Path is a library to manage paths.
It is similar to Pathname, but has some extra goodness.
The method names are intended to be short and explicit, and avoid too much duplication like having 'name' or 'path' in the method name.
I believe the object-oriented approach to manipulate paths is very elegant and useful.
Paths are naturally the subject of their methods and even if they are simple Strings behind, they carry way much more information and deserve a first-class status.
With Path
, there is no need to remember in which class the functionality is implemented, everything is in one place (if not, please open an issue!).
This is the second version of Path, which tries to respect even more the standard library names and the principle of least surprise. For the first version, see the branch 1.3.x.
gem install path
See the Path class documentation for details.

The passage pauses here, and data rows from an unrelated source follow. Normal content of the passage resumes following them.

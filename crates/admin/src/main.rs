//! Boutique Admin - back-office API for the store.
//!
//! This binary serves the admin API on port 3001.
//!
//! # Architecture
//!
//! - Axum web framework, JSON request/response bodies throughout
//! - `PostgreSQL` for customers, catalog, orders, newsletter, and sessions
//! - External SMS provider for signup verification codes
//! - Session-cookie authentication (every endpoint under `/api` except the
//!   auth routes requires a logged-in session)

#![cfg_attr(not(test), forbid(unsafe_code))]

use axum_server::Handle;
use axum_server::tls_rustls::RustlsConfig;
use secrecy::ExposeSecret;
use tower_http::trace::{DefaultOnResponse, OnResponse, TraceLayer};
use tracing::Span;

mod config;
mod db;
mod error;
mod middleware;
mod models;
mod routes;
mod services;
mod state;

use config::AdminConfig;
use middleware::create_session_layer;
use sentry::integrations::tracing as sentry_tracing;
use services::OtpClient;
use state::AppState;
use tracing_subscriber::{layer::SubscriberExt, util::SubscriberInitExt};

/// Initialize Sentry error tracking and return guard that must be kept alive.
fn init_sentry(config: &AdminConfig) -> Option<sentry::ClientInitGuard> {
    let dsn = config.sentry_dsn.as_ref()?;

    let guard = sentry::init((
        dsn.as_str(),
        sentry::ClientOptions {
            release: sentry::release_name!(),
            environment: config
                .sentry_environment
                .clone()
                .map(std::borrow::Cow::Owned),
            sample_rate: config.sentry_sample_rate,
            traces_sample_rate: config.sentry_traces_sample_rate,
            attach_stacktrace: true,
            ..Default::default()
        },
    ));

    tracing::info!("Sentry initialized");
    Some(guard)
}

/// Filter tracing events to Sentry event types.
fn sentry_event_filter(metadata: &tracing::Metadata<'_>) -> sentry_tracing::EventFilter {
    match *metadata.level() {
        tracing::Level::ERROR | tracing::Level::WARN => sentry_tracing::EventFilter::Event,
        tracing::Level::INFO | tracing::Level::DEBUG => sentry_tracing::EventFilter::Breadcrumb,
        _ => sentry_tracing::EventFilter::Ignore,
    }
}

#[tokio::main]
async fn main() {
    // Install rustls crypto provider (must be done before any TLS operations)
    rustls::crypto::ring::default_provider()
        .install_default()
        .expect("Failed to install rustls crypto provider");

    // Load configuration from environment (needed for Sentry init)
    let config = AdminConfig::from_env().expect("Failed to load configuration");

    // Initialize Sentry (must be done before tracing subscriber)
    let _sentry_guard = init_sentry(&config);

    // Initialize tracing with EnvFilter and Sentry integration
    // Defaults to info level for our crate if RUST_LOG is not set
    let env_filter = tracing_subscriber::EnvFilter::try_from_default_env()
        .unwrap_or_else(|_| "boutique_admin=info,tower_http=debug".into());

    // Use JSON format on Fly.io for structured log parsing, text format locally
    let is_fly = std::env::var("FLY_APP_NAME").is_ok();
    let json_layer = is_fly.then(|| tracing_subscriber::fmt::layer().json().flatten_event(true));
    let text_layer = (!is_fly).then(tracing_subscriber::fmt::layer);

    tracing_subscriber::registry()
        .with(env_filter)
        .with(json_layer)
        .with(text_layer)
        .with(sentry_tracing::layer().event_filter(sentry_event_filter))
        .init();

    // Initialize database connection pool
    let pool = db::create_pool(&config.database_url)
        .await
        .expect("Failed to create database pool");
    tracing::info!("Database pool created");

    // Apply pending migrations
    sqlx::migrate!("./migrations")
        .run(&pool)
        .await
        .expect("Failed to run database migrations");
    tracing::info!("Database migrations applied");

    // Create session layer (PostgreSQL-backed with SameSite=Strict)
    let session_layer = create_session_layer(&pool, &config);

    // Build the SMS verification client and application state
    let otp = OtpClient::new(&config.otp).expect("Failed to create OTP client");
    let state = AppState::new(config.clone(), pool.clone(), otp);

    // Build router
    let app = routes::routes()
        .layer(session_layer)
        .layer(
            TraceLayer::new_for_http()
                .make_span_with(|request: &axum::http::Request<_>| {
                    tracing::info_span!(
                        "http_request",
                        method = %request.method(),
                        uri = %request.uri(),
                        status = tracing::field::Empty,
                        latency_ms = tracing::field::Empty,
                    )
                })
                .on_response(
                    |response: &axum::http::Response<_>,
                     latency: std::time::Duration,
                     span: &Span| {
                        span.record("status", response.status().as_u16());
                        span.record("latency_ms", latency.as_millis() as u64);
                        DefaultOnResponse::default().on_response(response, latency, span);
                    },
                ),
        )
        .with_state(state)
        // Sentry layers (outermost for full request coverage)
        .layer(sentry_tower::NewSentryLayer::new_from_top())
        .layer(sentry_tower::SentryHttpLayer::new().enable_transaction());

    // Start server
    let addr = config.socket_addr();

    if let Some(tls_config) = &config.tls {
        let rustls_config = RustlsConfig::from_pem(
            tls_config.cert_pem.as_bytes().to_vec(),
            tls_config.key_pem.expose_secret().as_bytes().to_vec(),
        )
        .await
        .expect("Failed to load TLS certificates");

        tracing::info!("admin listening on https://{}", addr);

        let handle = Handle::new();
        let shutdown_handle = handle.clone();

        // Spawn task to handle graceful shutdown
        tokio::spawn(async move {
            shutdown_signal().await;
            shutdown_handle.graceful_shutdown(Some(std::time::Duration::from_secs(30)));
        });

        axum_server::bind_rustls(addr, rustls_config)
            .handle(handle)
            .serve(app.into_make_service())
            .await
            .expect("Server error");
    } else {
        tracing::info!("admin listening on http://{}", addr);

        let listener = tokio::net::TcpListener::bind(addr)
            .await
            .expect("Failed to bind to address");

        axum::serve(listener, app)
            .with_graceful_shutdown(shutdown_signal())
            .await
            .expect("Server error");
    }
}

/// Wait for shutdown signal (Ctrl+C or SIGTERM).
async fn shutdown_signal() {
    let ctrl_c = async {
        tokio::signal::ctrl_c()
            .await
            .expect("Failed to install Ctrl+C handler");
    };

    #[cfg(unix)]
    let terminate = async {
        tokio::signal::unix::signal(tokio::signal::unix::SignalKind::terminate())
            .expect("Failed to install signal handler")
            .recv()
            .await;
    };

    #[cfg(not(unix))]
    let terminate = std::future::pending::<()>();

    tokio::select! {
        () = ctrl_c => {},
        () = terminate => {},
    }

    tracing::info!("Shutdown signal received, starting graceful shutdown");
}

All the useful methods of File
(and so IO
) and Dir
should be included.
Most methods of FileUtils
should be there too.
Path.new('/usr/bin')
Path['/usr/bin']
Path('/usr/bin')
Path.new('~myuser/path') # expanded if it begins with ~
# Separators are replaced by / on systems having File::ALT_SEPARATOR
Path.new('win\sepa\rator') # => #<Path win/sepa/rator>
Path.new('/usr', 'bin')
%w[foo bar].map(&Path) # => [Path('foo'), Path('bar')]
Path.file # == Path(__FILE__).expand
Path.dir # == Path(File.dirname(__FILE__)).expand
Path.relative(path) # == Path(File.expand_path("../#{path}", __FILE__))

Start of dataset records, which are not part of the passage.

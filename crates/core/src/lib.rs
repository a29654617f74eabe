//! Boutique Core - Shared types library.
//!
//! This crate provides the common domain types used by the Boutique
//! back-office API.
//!
//! # Architecture
//!
//! The core crate contains only types - no I/O, no database access, no HTTP
//! clients. This keeps it lightweight and allows it to be used anywhere.
//!
//! # Modules
//!
//! - [`types`] - Newtype wrappers for type-safe IDs, emails, phone numbers,
//!   order statuses, and pagination

#![cfg_attr(not(test), forbid(unsafe_code))]

pub mod types;

pub use types::*;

Path.home or Path.~ # == Path(File.expand_path('~'))
Path.~(user) # == Path(File.expand_path("~#{user}"))
Path.tmpfile
Path.tmpdir
- expand => expand_path
- relative_to => relative_path_from
A path can be split in two or three parts:
dir base
_______ ______
/ \ / \
/some/dir/file.ext
\_______/ \__/\__/
dir stem ext
path = dir "/" base = dir "/" stem ext
All of these are methods of Path:
- dir: "/some/dir"
- base: "file.ext"
- ext: ".ext"
- stem: "file"
- join(*parts)
- /: join paths (as Pathname#+)
Path('/usr')/'bin'
- add_ext / add_extension
- rm_ext / without_extension
- sub_ext(new_ext) / replace_extension(new_ext)
- children: files under self, without . and ..

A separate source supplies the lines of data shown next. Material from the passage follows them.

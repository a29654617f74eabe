//! Pending OTP verification queries.

use sqlx::PgPool;

use boutique_core::{Email, Phone};

use crate::models::VerificationCode;

use super::RepositoryError;

/// How long a sent code is honored locally.
pub const CODE_TTL_MINUTES: i32 = 30;

/// Repository for pending phone verifications.
pub struct VerificationRepository<'a> {
    pool: &'a PgPool,
}

impl<'a> VerificationRepository<'a> {
    /// Create a new repository backed by the given pool.
    #[must_use]
    pub const fn new(pool: &'a PgPool) -> Self {
        Self { pool }
    }

    /// Record that a code was sent for this signup, replacing any earlier
    /// pending verification for the same email. Expired rows are purged on
    /// the way in.
    ///
    /// # Errors
    ///
    /// Returns `RepositoryError::Database` on query failure.
    pub async fn create(
        &self,
        email: &Email,
        phone: &Phone,
    ) -> Result<VerificationCode, RepositoryError> {
        sqlx::query("DELETE FROM store.verification_code WHERE expires_at < now() OR email = $1")
            .bind(email)
            .execute(self.pool)
            .await?;

        let code = sqlx::query_as::<_, VerificationCode>(
            r"
            INSERT INTO store.verification_code (email, phone, expires_at)
            VALUES ($1, $2, now() + make_interval(mins => $3))
            RETURNING id, email, phone, expires_at, created_at
            ",
        )
        .bind(email)
        .bind(phone)
        .bind(CODE_TTL_MINUTES)
        .fetch_one(self.pool)
        .await?;

        Ok(code)
    }

    /// Fetch the live pending verification for this email, if any.
    ///
    /// # Errors
    ///
    /// Returns `RepositoryError::Database` on query failure.
    pub async fn find_pending(
        &self,
        email: &Email,
    ) -> Result<Option<VerificationCode>, RepositoryError> {
        let code = sqlx::query_as::<_, VerificationCode>(
            r"
            SELECT id, email, phone, expires_at, created_at
            FROM store.verification_code
            WHERE email = $1 AND expires_at >= now()
            ",
        )
        .bind(email)
        .fetch_optional(self.pool)
        .await?;

        Ok(code)
    }

    /// Drop the pending verification for this email after a successful
    /// verify.
    ///
    /// # Errors
    ///
    /// Returns `RepositoryError::Database` on query failure.
    pub async fn consume(&self, email: &Email) -> Result<(), RepositoryError> {
        sqlx::query("DELETE FROM store.verification_code WHERE email = $1")
            .bind(email)
            .execute(self.pool)
            .await?;

        Ok(())
    }
}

- glob: relative glob to self, yield absolute paths
- parent: parent directory (don't use #dirname more than once, use #parent instead)
- ascend, ancestors: self and all the parent directories
- descend: in the reverse order
- backfind: ascends the parents until it finds the given path
# Path.backfind is Path.dir.backfind
Path.backfind('lib') # => Path's lib folder
# It accepts XPath-like context
Path.backfind('.[.git]') # => the root of this repository
- read
- write(contents)
- append(contents)
- mkdir
- mkdir_p
- rm_rf
- Path.require_tree: require all .rb files recursively (in alphabetic order)
from = Path('pictures')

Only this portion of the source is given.